# TASK OBJECTIVE
Pull every "positive" line out of the data below.

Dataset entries
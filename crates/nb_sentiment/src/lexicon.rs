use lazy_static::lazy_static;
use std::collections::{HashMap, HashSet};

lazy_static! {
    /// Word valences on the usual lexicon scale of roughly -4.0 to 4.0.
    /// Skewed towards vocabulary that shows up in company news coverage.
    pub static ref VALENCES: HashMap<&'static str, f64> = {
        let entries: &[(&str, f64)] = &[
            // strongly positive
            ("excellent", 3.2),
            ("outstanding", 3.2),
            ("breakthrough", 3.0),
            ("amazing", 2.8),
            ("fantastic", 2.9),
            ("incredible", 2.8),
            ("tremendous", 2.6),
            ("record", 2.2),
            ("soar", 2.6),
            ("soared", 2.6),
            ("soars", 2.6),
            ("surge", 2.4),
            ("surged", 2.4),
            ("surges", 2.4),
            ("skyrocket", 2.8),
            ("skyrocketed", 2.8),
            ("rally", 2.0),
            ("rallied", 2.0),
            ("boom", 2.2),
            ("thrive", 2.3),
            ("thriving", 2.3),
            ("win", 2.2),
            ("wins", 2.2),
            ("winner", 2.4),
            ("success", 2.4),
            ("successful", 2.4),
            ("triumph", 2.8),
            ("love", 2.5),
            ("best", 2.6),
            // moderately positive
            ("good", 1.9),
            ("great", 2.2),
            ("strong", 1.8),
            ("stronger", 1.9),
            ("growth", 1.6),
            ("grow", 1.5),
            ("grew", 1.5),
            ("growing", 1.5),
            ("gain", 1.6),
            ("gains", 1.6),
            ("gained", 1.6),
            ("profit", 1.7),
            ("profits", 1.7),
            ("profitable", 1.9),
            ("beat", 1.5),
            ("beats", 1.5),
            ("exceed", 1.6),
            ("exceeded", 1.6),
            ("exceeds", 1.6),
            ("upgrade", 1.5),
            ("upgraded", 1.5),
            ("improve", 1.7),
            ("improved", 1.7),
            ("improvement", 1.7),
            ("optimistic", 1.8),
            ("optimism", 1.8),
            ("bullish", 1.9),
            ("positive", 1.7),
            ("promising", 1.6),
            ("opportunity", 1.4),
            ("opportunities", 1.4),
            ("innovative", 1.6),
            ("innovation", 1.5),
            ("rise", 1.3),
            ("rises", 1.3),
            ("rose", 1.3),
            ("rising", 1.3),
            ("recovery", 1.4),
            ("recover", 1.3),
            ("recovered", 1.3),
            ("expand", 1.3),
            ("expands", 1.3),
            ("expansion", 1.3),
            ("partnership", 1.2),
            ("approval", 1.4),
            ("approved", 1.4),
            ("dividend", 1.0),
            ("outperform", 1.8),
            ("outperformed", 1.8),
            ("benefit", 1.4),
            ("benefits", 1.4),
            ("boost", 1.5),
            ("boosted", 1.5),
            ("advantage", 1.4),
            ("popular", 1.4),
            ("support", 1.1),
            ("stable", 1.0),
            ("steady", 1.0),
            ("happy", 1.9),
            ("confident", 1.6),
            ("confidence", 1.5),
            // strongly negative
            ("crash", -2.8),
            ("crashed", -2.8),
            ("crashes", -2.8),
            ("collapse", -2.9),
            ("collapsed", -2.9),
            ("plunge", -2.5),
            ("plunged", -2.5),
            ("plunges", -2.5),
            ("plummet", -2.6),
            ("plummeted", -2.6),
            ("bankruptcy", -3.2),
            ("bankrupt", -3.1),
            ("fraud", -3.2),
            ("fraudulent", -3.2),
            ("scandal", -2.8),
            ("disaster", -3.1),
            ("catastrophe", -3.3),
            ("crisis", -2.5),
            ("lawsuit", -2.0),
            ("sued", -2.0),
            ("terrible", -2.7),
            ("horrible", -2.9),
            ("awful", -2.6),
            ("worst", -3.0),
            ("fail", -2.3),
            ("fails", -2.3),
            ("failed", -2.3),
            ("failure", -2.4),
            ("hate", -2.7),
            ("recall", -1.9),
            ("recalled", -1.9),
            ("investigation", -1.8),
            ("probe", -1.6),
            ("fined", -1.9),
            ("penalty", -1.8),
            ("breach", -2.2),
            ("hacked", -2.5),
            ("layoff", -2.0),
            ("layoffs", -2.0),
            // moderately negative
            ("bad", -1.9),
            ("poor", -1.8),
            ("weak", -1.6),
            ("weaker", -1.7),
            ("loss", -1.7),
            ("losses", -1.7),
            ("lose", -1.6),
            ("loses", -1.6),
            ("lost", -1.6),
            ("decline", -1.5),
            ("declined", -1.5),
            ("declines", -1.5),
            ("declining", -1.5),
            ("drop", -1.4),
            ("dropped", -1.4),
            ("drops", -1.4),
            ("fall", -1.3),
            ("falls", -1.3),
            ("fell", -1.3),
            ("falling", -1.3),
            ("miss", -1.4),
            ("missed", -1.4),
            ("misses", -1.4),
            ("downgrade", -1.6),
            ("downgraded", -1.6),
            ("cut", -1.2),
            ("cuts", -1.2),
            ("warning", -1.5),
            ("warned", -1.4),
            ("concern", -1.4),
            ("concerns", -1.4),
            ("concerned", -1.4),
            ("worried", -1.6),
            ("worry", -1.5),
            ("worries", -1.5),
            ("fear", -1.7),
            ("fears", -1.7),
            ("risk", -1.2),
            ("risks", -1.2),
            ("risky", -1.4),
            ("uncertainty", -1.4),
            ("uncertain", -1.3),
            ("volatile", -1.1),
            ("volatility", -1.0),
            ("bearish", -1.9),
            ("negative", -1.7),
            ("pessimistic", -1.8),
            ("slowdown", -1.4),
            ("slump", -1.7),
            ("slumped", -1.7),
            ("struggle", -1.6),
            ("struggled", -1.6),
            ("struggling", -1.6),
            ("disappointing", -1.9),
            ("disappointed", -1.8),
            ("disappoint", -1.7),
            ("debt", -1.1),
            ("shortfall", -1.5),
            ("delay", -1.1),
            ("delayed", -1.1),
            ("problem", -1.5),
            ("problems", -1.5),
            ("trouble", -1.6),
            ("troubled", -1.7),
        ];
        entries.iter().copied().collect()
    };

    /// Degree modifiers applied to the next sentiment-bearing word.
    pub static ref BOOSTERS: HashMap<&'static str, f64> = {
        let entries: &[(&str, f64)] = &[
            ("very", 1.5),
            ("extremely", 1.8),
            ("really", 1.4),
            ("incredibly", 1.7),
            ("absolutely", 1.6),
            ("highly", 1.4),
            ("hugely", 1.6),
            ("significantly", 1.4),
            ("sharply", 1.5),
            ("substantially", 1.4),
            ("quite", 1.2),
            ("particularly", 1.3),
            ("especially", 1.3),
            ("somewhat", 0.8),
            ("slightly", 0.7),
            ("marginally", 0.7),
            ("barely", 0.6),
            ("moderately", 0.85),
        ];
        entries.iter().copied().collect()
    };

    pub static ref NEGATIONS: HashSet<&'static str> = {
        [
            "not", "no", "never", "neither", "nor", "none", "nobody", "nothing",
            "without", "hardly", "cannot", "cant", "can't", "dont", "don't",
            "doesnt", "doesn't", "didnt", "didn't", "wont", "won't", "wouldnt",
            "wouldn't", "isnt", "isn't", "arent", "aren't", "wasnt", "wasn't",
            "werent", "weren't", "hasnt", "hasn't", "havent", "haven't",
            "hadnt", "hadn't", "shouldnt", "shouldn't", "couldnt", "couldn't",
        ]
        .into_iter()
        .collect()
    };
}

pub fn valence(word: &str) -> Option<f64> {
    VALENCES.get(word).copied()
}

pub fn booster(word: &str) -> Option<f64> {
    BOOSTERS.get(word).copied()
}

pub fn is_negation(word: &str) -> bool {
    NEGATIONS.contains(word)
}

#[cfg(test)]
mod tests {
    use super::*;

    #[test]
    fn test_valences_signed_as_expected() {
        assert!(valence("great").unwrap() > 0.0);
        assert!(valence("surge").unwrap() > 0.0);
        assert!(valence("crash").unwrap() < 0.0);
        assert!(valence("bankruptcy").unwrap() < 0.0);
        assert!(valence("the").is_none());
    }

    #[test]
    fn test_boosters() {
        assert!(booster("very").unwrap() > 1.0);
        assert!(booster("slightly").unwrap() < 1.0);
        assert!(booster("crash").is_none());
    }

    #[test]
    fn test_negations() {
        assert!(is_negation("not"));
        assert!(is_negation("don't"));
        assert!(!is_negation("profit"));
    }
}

# TASK OUTPUT
            // strongly positive
            // moderately positive
            ("positive", 1.7),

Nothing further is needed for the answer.